---------- ENTRIES PROVIDED

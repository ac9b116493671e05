//! Plain callable handlers.

use super::{Convention, Handler, HandlerMeta, HandlerShape, Invocation};
use crate::exemption::{Exemption, MarkExempt};
use std::borrow::Cow;
use std::fmt;
use std::future::Future;
use std::sync::Arc;

type Call<Req, R, E> = dyn Fn(Req) -> Invocation<Result<R, E>> + Send + Sync;

/// A handler backed by a free function or closure.
///
/// Carries the exemption marker in place, so marking it returns the same
/// handler with the same [`HandlerId`](super::HandlerId).
pub struct Function<Req, R, E> {
    call: Arc<Call<Req, R, E>>,
    meta: HandlerMeta,
    exempt: bool,
}

impl<Req, R, E> Function<Req, R, E>
where
    Req: 'static,
    R: 'static,
    E: 'static,
{
    /// Create a handler from a synchronous function.
    pub fn sync<F>(name: impl Into<Cow<'static, str>>, f: F) -> Self
    where
        F: Fn(Req) -> Result<R, E> + Send + Sync + 'static,
    {
        Self {
            call: Arc::new(move |req: Req| Invocation::ready(f(req))),
            meta: HandlerMeta::new(name, Convention::Synchronous),
            exempt: false,
        }
    }

    /// Create a handler from an async function.
    pub fn suspending<F, Fut>(name: impl Into<Cow<'static, str>>, f: F) -> Self
    where
        F: Fn(Req) -> Fut + Send + Sync + 'static,
        Fut: Future<Output = Result<R, E>> + Send + 'static,
    {
        Self {
            call: Arc::new(move |req: Req| Invocation::suspended(f(req))),
            meta: HandlerMeta::new(name, Convention::Suspending),
            exempt: false,
        }
    }
}

impl<Req, R, E> Function<Req, R, E> {
    /// Attach documentation for diagnostics.
    pub fn with_doc(mut self, doc: impl Into<Cow<'static, str>>) -> Self {
        self.meta = self.meta.with_doc(doc);
        self
    }
}

impl<Req, R, E> Clone for Function<Req, R, E> {
    fn clone(&self) -> Self {
        Self {
            call: self.call.clone(),
            meta: self.meta.clone(),
            exempt: self.exempt,
        }
    }
}

impl<Req, R, E> fmt::Debug for Function<Req, R, E> {
    fn fmt(&self, f: &mut fmt::Formatter<'_>) -> fmt::Result {
        f.debug_struct("Function")
            .field("meta", &self.meta)
            .field("exempt", &self.exempt)
            .finish()
    }
}

impl<Req, R, E> Exemption for Function<Req, R, E> {
    fn is_authentication_exempt(&self) -> bool {
        self.exempt
    }
}

impl<Req, R, E> MarkExempt for Function<Req, R, E> {
    type Marked = Self;

    fn authentication_exempt(mut self) -> Self {
        self.exempt = true;
        self
    }
}

impl<Req, R, E> Handler<Req> for Function<Req, R, E> {
    type Response = R;
    type Error = E;

    fn call(&self, req: Req) -> Invocation<Result<R, E>> {
        (self.call)(req)
    }

    fn meta(&self) -> &HandlerMeta {
        &self.meta
    }

    fn shape(&self) -> HandlerShape {
        HandlerShape::Function
    }
}
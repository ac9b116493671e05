//! Authentication-required middleware for axum routes.

pub mod api_key;
pub mod layer;
pub mod service;

pub use api_key::{ApiKeyAuth, AuthError};
pub use layer::{AuthRequiredLayer, AuthRequiredMiddleware};
pub use service::HandlerService;
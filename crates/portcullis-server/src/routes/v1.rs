//! Version 1 API routes.

use crate::{
    error::{ApiError, ApiResult},
    middleware::{auth::api_key::extract_key, AuthRequiredLayer},
    state::AppState,
};
use axum::{
    extract::{Query, Request},
    http::request::Parts,
    response::{IntoResponse, Response},
    routing::get_service,
    Json, Router,
};
use portcullis_core::{AuthService, Function, MarkExempt, Method};
use serde::{Deserialize, Serialize};
use serde_json::json;
use std::sync::Arc;
use std::time::Instant;

pub(super) fn router<A>(gate: &AuthRequiredLayer<A>, state: &AppState) -> Router
where
    A: AuthService<Parts> + 'static,
    A::Error: Into<ApiError>,
{
    let status = Arc::new(StatusController::new(state.started_at));
    let reports = Arc::new(ReportStore::sample());

    Router::new()
        .route(
            "/status",
            get_service(gate.endpoint(
                Method::suspending(status, "status", StatusController::status)
                    .with_doc("Service status, reachable without credentials.")
                    .authentication_exempt(),
            )),
        )
        .route(
            "/whoami",
            get_service(gate.endpoint(Function::suspending("whoami", whoami))),
        )
        .route(
            "/reports",
            get_service(gate.endpoint(Method::sync(reports, "reports", ReportStore::list))),
        )
}

/// Public status endpoint.
#[derive(Debug)]
pub struct StatusController {
    version: &'static str,
    started_at: Instant,
}

impl StatusController {
    pub fn new(started_at: Instant) -> Self {
        Self {
            version: env!("CARGO_PKG_VERSION"),
            started_at,
        }
    }

    pub async fn status(self: Arc<Self>, _req: Request) -> ApiResult<Response> {
        Ok(Json(json!({
            "status": "ok",
            "version": self.version,
            "uptime_secs": self.started_at.elapsed().as_secs(),
        }))
        .into_response())
    }
}

async fn whoami(req: Request) -> ApiResult<Response> {
    // Only reachable once the gate accepted a key.
    let hint = extract_key(req.headers(), true)
        .map(|key| format!("{}…", key.chars().take(4).collect::<String>()))
        .unwrap_or_default();

    Ok(Json(json!({ "authenticated": true, "key_hint": hint })).into_response())
}

/// A stored report.
#[derive(Debug, Clone, PartialEq, Eq, Serialize, Deserialize)]
pub struct Report {
    pub id: u32,
    pub title: String,
}

#[derive(Debug, Deserialize)]
struct ListQuery {
    limit: Option<usize>,
}

/// In-memory report listing.
#[derive(Debug, Default)]
pub struct ReportStore {
    reports: Vec<Report>,
}

impl ReportStore {
    pub fn new(reports: Vec<Report>) -> Self {
        Self { reports }
    }

    pub fn sample() -> Self {
        Self::new(vec![
            Report { id: 1, title: "Quarterly access review".into() },
            Report { id: 2, title: "Key rotation audit".into() },
            Report { id: 3, title: "Exempt route inventory".into() },
        ])
    }

    pub fn list(&self, req: Request) -> ApiResult<Response> {
        let Query(query) = Query::<ListQuery>::try_from_uri(req.uri())
            .map_err(|err| ApiError::BadRequest(err.body_text()))?;
        let limit = query.limit.unwrap_or(self.reports.len()).min(self.reports.len());

        Ok(Json(&self.reports[..limit]).into_response())
    }
}
//! Error handling for the Portcullis server.

pub mod response;
pub mod types;

pub use types::{ApiError, ApiResult};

--------------------

**WORK REQUEST:** Among the entries above, identify all lines with "move" and copy them.

**TASK RESPONSE:**
            call: Arc::new(move |req: Req| Invocation::ready(f(req))),
            call: Arc::new(move |req: Req| Invocation::suspended(f(req))),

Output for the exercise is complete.